L’ombre d’Accenture plane sur la stratégie de Nokia

Selon les analystes, les nouvelles activités de Nokia dans le domaine du cloud, avec les services d’accompagnement réseau qu’il compte commercialiser autour, visent à sortir l’équipementier de la simple vente de produits. Cette stratégie de transformation – passer de l’ère des produits manufacturés à l’ère des produits distribués sous forme de services, avec un impact sur les métiers – est celle que prodigue habituellement le cabinet de conseil Accenture aux industriels, sous la dénomination Industry X.0.

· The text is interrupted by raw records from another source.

//! End-to-end games at the table.

use ants::core::ResetLatch;
use ants::rendering::AssetBank;
use ants::rules::{FileStore, GameConfig, GameResult, MemoryStore, Seat};
use ants::shared::Player;
use ants::ui::{Buttons, PadSource};
use ants::{Table, TableEvent, TurnOutcome};

fn fast_config(seed: u64) -> GameConfig {
    let mut config = GameConfig::default();
    config.seed = seed;
    config.turn_limit = 200;
    config.pacing.deal_delay = 0;
    config.pacing.turn_start_delay = 0;
    config.pacing.move_delay = 0;
    config.pacing.draw_delay = 0;
    config
}

fn table(config: GameConfig) -> Table {
    Table::new(
        config,
        AssetBank::procedural().unwrap(),
        Box::new(MemoryStore::new()),
    )
    .unwrap()
}

/// Holds nothing, and raises the reset latch after a number of frames.
struct ResetAfter {
    frames: u32,
    latch: ResetLatch,
}

impl PadSource for ResetAfter {
    fn poll(&mut self) -> Option<[Buttons; 2]> {
        if self.frames == 0 {
            self.latch.raise();
        } else {
            self.frames -= 1;
        }
        Some([Buttons::NONE; 2])
    }
}

#[test]
fn test_computer_game_fits_every_vblank() {
    for seed in 0..4 {
        let mut table = table(fast_config(seed));
        let result = table.play_game().unwrap();
        assert!(result.is_some(), "seed {seed} did not finish");

        let stats = table.stats();
        assert!(stats.within_budget(), "seed {seed}: {stats}");
        assert_eq!(table.vdp().back().visible_sprites(), 0);
    }
}

#[test]
fn test_default_pacing_delays() {
    let mut quick = table(fast_config(9));
    quick.start_game();
    quick.take_turn().unwrap();

    let mut config = fast_config(9);
    config.pacing = GameConfig::default().pacing;
    let mut paced = table(config);
    paced.start_game();
    paced.take_turn().unwrap();

    // Two deal delays, then turn start, move and draw delays.
    let waited = paced.stats().frames - quick.stats().frames;
    assert_eq!(waited, 60 + 60 + 60 + 30 + 30);
}

#[test]
fn test_same_seed_same_events() {
    let record = |seed| {
        let mut table = table(fast_config(seed));
        let events = table.events();
        table.start_game();
        let mut moves = Vec::new();
        for _ in 0..40 {
            let outcome = table.take_turn().unwrap();
            moves.extend(events.drain().into_iter().filter_map(|e| match e {
                TableEvent::MovePlayed(record) => Some(record),
                _ => None,
            }));
            if outcome != TurnOutcome::Continue {
                break;
            }
        }
        moves
    };
    assert_eq!(record(77), record(77));
}

#[test]
fn test_reset_while_waiting_for_human() {
    let mut config = fast_config(3);
    config.players.one = Seat::Human;
    let mut table = table(config);
    table.start_game();
    table.set_pads(Box::new(ResetAfter {
        frames: 10,
        latch: table.reset_latch(),
    }));

    assert_eq!(table.take_turn().unwrap(), TurnOutcome::Reset);
    assert!(table.events().drain().contains(&TableEvent::Reset));
    assert_eq!(table.vdp().back().visible_sprites(), 0);

    // A new game starts from a clean table.
    table.start_game();
    assert_eq!(table.game().turn(), 0);
    assert!(table.game().hand(Player::One).iter().all(Option::is_some));
}

#[test]
fn test_wins_persist_across_tables() {
    let dir = std::env::temp_dir().join(format!("ants_table_{}", std::process::id()));
    std::fs::create_dir_all(&dir).unwrap();
    let path = dir.join("ants.sav");
    let _ = std::fs::remove_file(&path);

    let mut config = fast_config(5);
    config.victory.castle = 31;

    let mut first = Table::new(
        config.clone(),
        AssetBank::procedural().unwrap(),
        Box::new(FileStore::new(&path)),
    )
    .unwrap();
    let Some(GameResult::Won(winner)) = first.play_game().unwrap() else {
        panic!("expected a winner");
    };

    let second = Table::new(
        config,
        AssetBank::procedural().unwrap(),
        Box::new(FileStore::new(&path)),
    )
    .unwrap();
    assert_eq!(second.settings().wins(winner), 1);
    assert_eq!(second.settings().wins(winner.other()), 0);

    std::fs::remove_dir_all(&dir).unwrap();
}
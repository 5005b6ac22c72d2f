//! # Ants Rendering
//!
//! Tile and sprite renderer for a 256×192 display with 448 reusable 8×8
//! patterns, designed for:
//! - At most one upload per content change
//! - Every transfer presented inside the vertical blank
//! - No allocations in the render path
//!
//! ## Architecture
//!
//! ```text
//! ┌──────────────────────────────────────────────────────────────┐
//! │                       RENDER PIPELINE                        │
//! ├──────────────────────────────────────────────────────────────┤
//! │  AssetProvider → CardBufferCache ─┐                          │
//! │               → StructureRenderer ├─▶ Vdp (back Vram)        │
//! │               → PanelRenderer ────┘        │                 │
//! │                                   wait_for_vblank()          │
//! │                                            ▼                 │
//! │                                     front Vram → host        │
//! └──────────────────────────────────────────────────────────────┘
//! ```
//!
//! ## Pattern Memory
//!
//! | Range    | Owner                         |
//! |----------|-------------------------------|
//! | 0        | blank                         |
//! | 1-24     | sliding card sprite           |
//! | 25-48    | card back                     |
//! | 49-264   | hand and discard buffers      |
//! | 265-296  | panel digits                  |
//! | 297-356  | fortifications                |
//! | 357-364  | barriers                      |
//! | 365-447  | static art                    |

#![warn(missing_docs)]
#![deny(unsafe_code)]
#![deny(clippy::all)]
#![warn(clippy::pedantic)]
#![deny(clippy::perf)]

pub mod assets;
pub mod card_cache;
pub mod error;
pub mod panel;
pub mod playfield;
pub mod structure;
pub mod vdp;

pub use assets::{
    AssetBank, AssetParts, AssetProvider, MapAsset, PatternAsset, ProceduralArt, StructureArt,
    StructureAsset,
};
pub use card_cache::{compose_face, CardBufferCache, CardPatterns, BACK_SLOT, DISCARD_SLOT};
pub use error::{AssetError, AssetResult};
pub use panel::{PanelRenderer, PanelValues};
pub use playfield::{draw_background, load_static_assets};
pub use structure::{
    StructureDescriptor, StructureImage, StructureKind, StructureRenderer, MAX_STRUCTURE_HEIGHT,
};
pub use vdp::{SpriteEntry, Vdp, Vram, VramStats};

Il existe d’ailleurs une collaboration entre l’Américain Accenture et Nokia pour ainsi « transformer les réseaux en profitant de l’essor de la 5G à l’horizon 2020 » qui remonte à 2016. Les deux groupes avaient cette année-là fondé la filiale commune Nokia Accenture Business Group. L’enjeu de celle-ci était de combiner les logiciels et les services mis au point par Nokia avec les capacités de vente et d’intégration d’Accenture ou, entre les lignes, de débarrasser Nokia de ses forces commerciales.

Outre réduire sa masse salariale, Nokia déclare que ses deux groupes liés aux infrastructures ainsi que celui dédié aux produits verticaux ne chercheront plus non plus à s’engager dans des ruptures technologiques.

Nokia a connu des difficultés économiques depuis le rachat de son concurrent Alcatel-Lucent, également en 2016. Plutôt que renforcer sa position sur le marché, cette acquisition lui aurait fait perdre des parts au profit d’Ericsson et Huawei.